▶ _Task_: Return only that part of the material below which starts with the line containing "let parse = |raw: &str, field: &str|" and goes on through the line containing "if !self.min.is_finite() ||", restated exactly.
■ ■ ■ ■ ■ ■ ■
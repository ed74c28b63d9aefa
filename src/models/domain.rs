use crate::error::{MatchError, Result};
use crate::models::attributes::{
    Cleanliness, DrinkingHabits, Gender, GenderPreference, GuestPolicy, PetPreference, SleepSchedule,
    SmokingTolerance, SocialLevel, StudyHabits, WorkFromHome,
};
use serde::{Deserialize, Serialize};
use std::fmt;
use std::str::FromStr;

/// A point in decimal degrees
#[derive(Debug, Clone, Copy, PartialEq, Serialize, Deserialize)]
pub struct Coordinates {
    #[serde(alias = "latitude")]
    pub lat: f64,
    #[serde(alias = "longitude")]
    pub lng: f64,
}

impl Coordinates {
    pub const fn new(lat: f64, lng: f64) -> Self {
        Self { lat, lng }
    }

    /// Reject non-finite values and anything outside lat [-90, 90], lng [-180, 180]
    pub fn validate(&self, field: &str) -> Result<()> {
        if !self.lat.is_finite() || !(-90.0..=90.0).contains(&self.lat) {
            return Err(MatchError::invalid(
                format!("{field}.lat"),
                format!("latitude {} is outside [-90, 90]", self.lat),
            ));
        }
        if !self.lng.is_finite() || !(-180.0..=180.0).contains(&self.lng) {
            return Err(MatchError::invalid(
                format!("{field}.lng"),
                format!("longitude {} is outside [-180, 180]", self.lng),
            ));
        }
        Ok(())
    }
}

impl fmt::Display for Coordinates {
    fn fmt(&self, f: &mut fmt::Formatter<'_>) -> fmt::Result {
        write!(f, "{},{}", self.lat, self.lng)
    }
}

/// Parse the `"latitude,longitude"` form used by map links and query strings
impl FromStr for Coordinates {
    type Err = MatchError;

    fn from_str(s: &str) -> Result<Self> {
        let (lat, lng) = s
            .split_once(',')
            .ok_or_else(|| MatchError::invalid("coordinates", "expected \"latitude,longitude\""))?;

        let parse = |raw: &str, field: &str| {
            raw.trim()
                .parse::<f64>()
                .map_err(|e| MatchError::invalid(field, format!("{raw:?}: {e}")))
        };

        let coordinates = Self::new(parse(lat, "coordinates.lat")?, parse(lng, "coordinates.lng")?);
        coordinates.validate("coordinates")?;
        Ok(coordinates)
    }
}

/// Monthly budget or price range, in a single currency unit
#[derive(Debug, Clone, Copy, PartialEq, Serialize, Deserialize)]
pub struct BudgetRange {
    pub min: f64,
    pub max: f64,
}

impl BudgetRange {
    /// Build a validated range
    pub fn new(min: f64, max: f64) -> Result<Self> {
        let range = Self { min, max };
        range.validate("budget")?;
        Ok(range)
    }

    pub fn validate(&self, field: &str) -> Result<()> {
        if !self.min.is_finite() || !self.max.is_finite() {
            return Err(MatchError::invalid(field, "bounds must be finite"));
        }
        if self.min < 0.0 {
            return Err(MatchError::invalid(field, format!("min {} is negative", self.min)));
        }
        if self.min > self.max {
            return Err(MatchError::invalid(
                field,
                format!("min {} exceeds max {}", self.min, self.max),
            ));
        }
        Ok(())
    }

    #[inline]
    pub fn span(&self) -> f64 {
        self.max - self.min
    }

    #[inline]
    pub fn contains(&self, value: f64) -> bool {
        value >= self.min && value <= self.max
    }
}

/// Where a profile wants to live: coordinates, a free-text place, or both
#[derive(Debug, Clone, Default, PartialEq, Serialize, Deserialize)]
pub struct Location {
    #[serde(default, skip_serializing_if = "Option::is_none")]
    pub coordinates: Option<Coordinates>,
    #[serde(default, skip_serializing_if = "Option::is_none")]
    pub place: Option<String>,
}

impl Location {
    pub fn at(coordinates: Coordinates) -> Self {
        Self {
            coordinates: Some(coordinates),
            place: None,
        }
    }

    pub fn named(place: impl Into<String>) -> Self {
        Self {
            coordinates: None,
            place: Some(place.into()),
        }
    }

    pub fn with_place(mut self, place: impl Into<String>) -> Self {
        self.place = Some(place.into());
        self
    }

    /// Place name, ignoring blank strings
    pub fn place_name(&self) -> Option<&str> {
        self.place.as_deref().map(str::trim).filter(|p| !p.is_empty())
    }

    pub fn is_unset(&self) -> bool {
        self.coordinates.is_none() && self.place_name().is_none()
    }
}

/// A roommate profile or request, as handed over by the persistence layer
#[derive(Debug, Clone, PartialEq, Serialize, Deserialize)]
#[serde(rename_all = "camelCase")]
pub struct Profile {
    pub id: String,
    pub age: u8,
    #[serde(default)]
    pub gender: Gender,
    #[serde(default)]
    pub occupation: Option<String>,
    pub budget: BudgetRange,
    #[serde(default)]
    pub location: Location,
    #[serde(default)]
    pub preferred_gender: Option<GenderPreference>,
    #[serde(default)]
    pub sleep_schedule: Option<SleepSchedule>,
    #[serde(default)]
    pub social_level: Option<SocialLevel>,
    #[serde(default, alias = "cleanlinessLevel")]
    pub cleanliness: Option<Cleanliness>,
    #[serde(default, alias = "smokingTolerance")]
    pub smoking: Option<SmokingTolerance>,
    #[serde(default, alias = "drinkingHabits")]
    pub drinking: Option<DrinkingHabits>,
    #[serde(default, alias = "petPreference")]
    pub pets: Option<PetPreference>,
    #[serde(default)]
    pub study_habits: Option<StudyHabits>,
    #[serde(default)]
    pub work_from_home: Option<WorkFromHome>,
    #[serde(default)]
    pub guest_policy: Option<GuestPolicy>,
    #[serde(default)]
    pub shared_activities: Vec<String>,
    #[serde(default)]
    pub deal_breakers: Vec<String>,
}

impl Profile {
    /// A profile with only the required fields; every categorical attribute is unset
    pub fn new(id: impl Into<String>, age: u8, gender: Gender, budget: BudgetRange) -> Self {
        Self {
            id: id.into(),
            age,
            gender,
            occupation: None,
            budget,
            location: Location::default(),
            preferred_gender: None,
            sleep_schedule: None,
            social_level: None,
            cleanliness: None,
            smoking: None,
            drinking: None,
            pets: None,
            study_habits: None,
            work_from_home: None,
            guest_policy: None,
            shared_activities: Vec::new(),
            deal_breakers: Vec::new(),
        }
    }

    /// Check the contract the scoring functions rely on
    pub fn validate(&self) -> Result<()> {
        if self.id.trim().is_empty() {
            return Err(MatchError::invalid("id", "profile id must not be empty"));
        }
        self.budget.validate(&format!("{}.budget", self.id))?;
        if let Some(coordinates) = &self.location.coordinates {
            coordinates.validate(&format!("{}.location", self.id))?;
        }
        Ok(())
    }

    #[inline]
    pub fn coordinates(&self) -> Option<Coordinates> {
        self.location.coordinates
    }
}

/// A rental listing, used only by proximity search
#[derive(Debug, Clone, PartialEq, Serialize, Deserialize)]
#[serde(rename_all = "camelCase")]
pub struct Listing {
    pub id: String,
    #[serde(default)]
    pub title: Option<String>,
    #[serde(flatten)]
    pub coordinates: Coordinates,
    pub price: f64,
    #[serde(default = "default_true", alias = "isAvailable")]
    pub available: bool,
}

fn default_true() -> bool { true }

/// Axis-aligned lat/lng rectangle used as a cheap proximity prefilter
#[derive(Debug, Clone, Copy, PartialEq, Serialize, Deserialize)]
#[serde(rename_all = "camelCase")]
pub struct BoundingBox {
    pub min_lat: f64,
    pub max_lat: f64,
    pub min_lng: f64,
    pub max_lng: f64,
}

impl BoundingBox {
    #[inline]
    pub fn contains(&self, point: &Coordinates) -> bool {
        point.lat >= self.min_lat
            && point.lat <= self.max_lat
            && point.lng >= self.min_lng
            && point.lng <= self.max_lng
    }
}

/// The named factors that make up a compatibility score
#[derive(Debug, Clone, Copy, PartialEq, Eq, Hash, Serialize, Deserialize)]
#[serde(rename_all = "lowercase")]
pub enum Factor {
    Budget,
    Location,
    Gender,
    Lifestyle,
    Habits,
    Cleanliness,
    Guests,
}

impl Factor {
    pub const ALL: [Factor; 7] = [
        Factor::Budget,
        Factor::Location,
        Factor::Gender,
        Factor::Lifestyle,
        Factor::Habits,
        Factor::Cleanliness,
        Factor::Guests,
    ];

    pub const fn as_str(self) -> &'static str {
        match self {
            Factor::Budget => "budget",
            Factor::Location => "location",
            Factor::Gender => "gender",
            Factor::Lifestyle => "lifestyle",
            Factor::Habits => "habits",
            Factor::Cleanliness => "cleanliness",
            Factor::Guests => "guests",
        }
    }
}

/// Weight table for the compatibility factors
///
/// Weights must be non-negative and sum to 1. When a factor is excluded for
/// missing data, the remaining weights are re-normalised at scoring time.
#[derive(Debug, Clone, Copy, PartialEq, Serialize, Deserialize)]
#[serde(default)]
pub struct ScoringWeights {
    pub budget: f64,
    pub location: f64,
    pub gender: f64,
    pub lifestyle: f64,
    pub habits: f64,
    pub cleanliness: f64,
    pub guests: f64,
}

/// Allowed drift from 1.0 when summing a weight table
pub const WEIGHT_SUM_TOLERANCE: f64 = 1e-6;

impl ScoringWeights {
    #[inline]
    pub fn get(&self, factor: Factor) -> f64 {
        match factor {
            Factor::Budget => self.budget,
            Factor::Location => self.location,
            Factor::Gender => self.gender,
            Factor::Lifestyle => self.lifestyle,
            Factor::Habits => self.habits,
            Factor::Cleanliness => self.cleanliness,
            Factor::Guests => self.guests,
        }
    }

    pub fn sum(&self) -> f64 {
        Factor::ALL.iter().map(|f| self.get(*f)).sum()
    }

    /// Reject negative or non-finite entries and tables that do not sum to 1
    pub fn validate(&self) -> Result<()> {
        for factor in Factor::ALL {
            let weight = self.get(factor);
            if !weight.is_finite() || weight < 0.0 {
                return Err(MatchError::Configuration(format!(
                    "weight for {} must be a non-negative number, got {weight}",
                    factor.as_str()
                )));
            }
        }

        let sum = self.sum();
        if (sum - 1.0).abs() > WEIGHT_SUM_TOLERANCE {
            return Err(MatchError::Configuration(format!(
                "weights must sum to 1.0, got {sum}"
            )));
        }
        Ok(())
    }
}

impl Default for ScoringWeights {
    fn default() -> Self {
        Self {
            budget: 0.20,
            location: 0.20,
            gender: 0.15,
            lifestyle: 0.15,
            habits: 0.10,
            cleanliness: 0.10,
            guests: 0.10,
        }
    }
}

/// Distance decay used when both sides carry coordinates
#[derive(Debug, Clone, Copy, PartialEq, Serialize, Deserialize)]
#[serde(default)]
pub struct LocationScoring {
    /// Full score at or below this distance
    pub same_area_miles: f64,
    /// Zero score at or beyond this distance
    pub max_relevant_miles: f64,
}

impl LocationScoring {
    pub fn validate(&self) -> Result<()> {
        if !self.same_area_miles.is_finite() || self.same_area_miles < 0.0 {
            return Err(MatchError::Configuration(format!(
                "same_area_miles must be non-negative, got {}",
                self.same_area_miles
            )));
        }
        if !self.max_relevant_miles.is_finite() || self.max_relevant_miles <= self.same_area_miles {
            return Err(MatchError::Configuration(format!(
                "max_relevant_miles ({}) must exceed same_area_miles ({})",
                self.max_relevant_miles, self.same_area_miles
            )));
        }
        Ok(())
    }
}

impl Default for LocationScoring {
    fn default() -> Self {
        Self {
            same_area_miles: 1.0,
            max_relevant_miles: 30.0,
        }
    }
}

#[cfg(test)]
mod tests {
    use super::*;

    #[test]
    fn test_default_weights_sum_to_one() {
        let weights = ScoringWeights::default();
        assert!((weights.sum() - 1.0).abs() < WEIGHT_SUM_TOLERANCE);
        assert!(weights.validate().is_ok());
    }

    #[test]
    fn test_weights_rejects_bad_sum() {
        let weights = ScoringWeights { budget: 0.5, ..ScoringWeights::default() };
        assert!(matches!(weights.validate(), Err(MatchError::Configuration(_))));
    }

    #[test]
    fn test_weights_rejects_negative_entry() {
        let weights = ScoringWeights {
            budget: 0.5,
            location: -0.1,
            ..ScoringWeights::default()
        };
        assert!(matches!(weights.validate(), Err(MatchError::Configuration(_))));
    }

    #[test]
    fn test_budget_range_rejects_inverted_bounds() {
        let err = BudgetRange::new(350_000.0, 200_000.0).unwrap_err();
        assert_eq!(err.field(), Some("budget"));
    }

    #[test]
    fn test_coordinates_parse() {
        let point: Coordinates = "6.4281, 3.4216".parse().unwrap();
        assert_eq!(point, Coordinates::new(6.4281, 3.4216));

        assert!("6.4281".parse::<Coordinates>().is_err());
        assert!("abc,3.4".parse::<Coordinates>().is_err());
        assert!("95.0,3.4".parse::<Coordinates>().is_err());
    }

    #[test]
    fn test_coordinates_validate_rejects_nan() {
        let point = Coordinates::new(f64::NAN, 0.0);
        assert_eq!(point.validate("center").unwrap_err().field(), Some("center.lat"));
    }

    #[test]
    fn test_bounding_box_contains_is_inclusive() {
        let bbox = BoundingBox { min_lat: 0.0, max_lat: 1.0, min_lng: 0.0, max_lng: 1.0 };
        assert!(bbox.contains(&Coordinates::new(1.0, 0.0)));
        assert!(!bbox.contains(&Coordinates::new(1.01, 0.0)));
    }

    #[test]
    fn test_blank_place_is_unset() {
        let location = Location::named("   ");
        assert!(location.place_name().is_none());
        assert!(location.is_unset());
    }

    #[test]
    fn test_listing_deserializes_flat_coordinates() {
        let json = r#"{"id":"l1","latitude":6.5,"longitude":3.3,"price":250000,"isAvailable":false}"#;
        let listing: Listing = serde_json::from_str(json).unwrap();
        assert_eq!(listing.coordinates, Coordinates::new(6.5, 3.3));
        assert!(!listing.available);
    }
}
■ ■ ■ ■ ■ ■ ■
▶ _Solved exercise_:
        let parse = |raw: &str, field: &str| {
            raw.trim()
                .parse::<f64>()
                .map_err(|e| MatchError::invalid(field, format!("{raw:?}: {e}")))
        };

        let coordinates = Self::new(parse(lat, "coordinates.lat")?, parse(lng, "coordinates.lng")?);
        coordinates.validate("coordinates")?;
        Ok(coordinates)
    }
}

/// Monthly budget or price range, in a single currency unit
#[derive(Debug, Clone, Copy, PartialEq, Serialize, Deserialize)]
pub struct BudgetRange {
    pub min: f64,
    pub max: f64,
}

impl BudgetRange {
    /// Build a validated range
    pub fn new(min: f64, max: f64) -> Result<Self> {
        let range = Self { min, max };
        range.validate("budget")?;
        Ok(range)
    }

    pub fn validate(&self, field: &str) -> Result<()> {
        if !self.min.is_finite() || !self.max.is_finite() {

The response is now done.